Monday, April 25, 2011

Haunting

Well here I am on a Monday afternoon watching the storm outside and trying to ignore the constant drip of water into the bowl in the room.  There is a crack in the ceiling and the large amounts of rain have made close acquaintances with both the crack and the warmth of our room.  This irritating noise got me thinking about my own personal life, and where I am spiritually.  Do I sound like the annoying drip, drip, drip to God.

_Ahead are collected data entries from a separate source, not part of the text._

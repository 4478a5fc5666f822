//! MongoDB-backed product repository

use std::time::Duration;

use async_trait::async_trait;
use futures_util::TryStreamExt;
use mongodb::{
    bson::{doc, oid::ObjectId, Bson},
    options::ClientOptions,
    Client, Collection, Database,
};
use tracing::{debug, info};

use super::document::{parse_object_id, set_document, ProductoDocument};
use super::{ProductoRepository, RepositoryError, RepositoryResult};
use crate::types::{CambiosProducto, Producto};

/// Repository over a single MongoDB collection.
///
/// `Collection` is a cheap handle onto the client's shared connection pool,
/// so cloning the repository does not open new connections.
#[derive(Debug, Clone)]
pub struct MongoProductoRepository {
    collection: Collection<ProductoDocument>,
}

impl MongoProductoRepository {
    /// Wrap a collection of an already connected database.
    pub fn new(database: &Database, collection: &str) -> Self {
        Self {
            collection: database.collection(collection),
        }
    }

    /// Connect to `uri`, verify the server answers a `ping` within `timeout`,
    /// and return a repository over `database.collection`.
    pub async fn connect(
        uri: &str,
        database: &str,
        collection: &str,
        timeout: Duration,
    ) -> RepositoryResult<Self> {
        let mut options = ClientOptions::parse(uri).await?;
        options.connect_timeout = Some(timeout);
        options.server_selection_timeout = Some(timeout);

        let client = Client::with_options(options)?;
        let db = client.database(database);

        tokio::time::timeout(timeout, db.run_command(doc! { "ping": 1 }))
            .await
            .map_err(|_| RepositoryError::Storage(format!("ping timed out after {:?}", timeout)))??;

        info!(database, collection, "Connected to MongoDB");
        Ok(Self::new(&db, collection))
    }
}

#[async_trait]
impl ProductoRepository for MongoProductoRepository {
    async fn create(&self, producto: Producto) -> RepositoryResult<String> {
        let result = self
            .collection
            .insert_one(ProductoDocument::for_insert(producto))
            .await?;

        match result.inserted_id {
            Bson::ObjectId(oid) => Ok(oid.to_hex()),
            other => Err(RepositoryError::Storage(format!(
                "unexpected inserted id type: {:?}",
                other.element_type()
            ))),
        }
    }

    async fn list_all(&self) -> RepositoryResult<Vec<Producto>> {
        let cursor = self.collection.find(doc! {}).await?;
        let documents: Vec<ProductoDocument> = cursor.try_collect().await?;
        debug!(count = documents.len(), "Listed productos");
        Ok(documents.into_iter().map(Producto::from).collect())
    }

    async fn get_by_id(&self, id: &str) -> RepositoryResult<Producto> {
        let oid = parse_object_id(id)?;
        self.collection
            .find_one(by_id(oid))
            .await?
            .map(Producto::from)
            .ok_or(RepositoryError::NotFound)
    }

    async fn update(&self, id: &str, parcial: Producto) -> RepositoryResult<()> {
        let oid = parse_object_id(id)?;

        let cambios = CambiosProducto::from_parcial(&parcial);
        if cambios.is_empty() {
            return Err(RepositoryError::NoUpdatableFields);
        }

        let result = self
            .collection
            .update_one(by_id(oid), set_document(&cambios))
            .await?;

        if result.matched_count == 0 {
            return Err(RepositoryError::NotFound);
        }
        Ok(())
    }

    async fn delete(&self, id: &str) -> RepositoryResult<()> {
        let oid = parse_object_id(id)?;
        let result = self.collection.delete_one(by_id(oid)).await?;
        debug!(id, deleted = result.deleted_count, "Deleted producto");
        Ok(())
    }
}

fn by_id(oid: ObjectId) -> mongodb::bson::Document {
    doc! { "_id": oid }
}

Lately I have been utterly haunted by the idea of sin.  It is a weird haunting.  The type that is almost paralyzing in fear.  This is both good and bad.  I am glad that sin scares me.  In that sense it is comforting.  But the paralyzation of my soul is truly bothersome.  It is as though I cannot get the gumption or will power to stop my sin.  Over the last few months I have come to realize just how sinful I am.  I believe it was Martin Luther who said that everything we do is sinful, so you might as well sin boldly.  That is a paraphrase of course.  Sadly, that has become my attitude.  I am the epitome of the "i can't help it" attitude.

The good news for myself is this: God can help it.  Maybe I should start reading what I write and listening to my thoughts.  When will I learn to actually trust God to get me through any situation.  Hopefully soon. Or maybe it is a life long pursuit.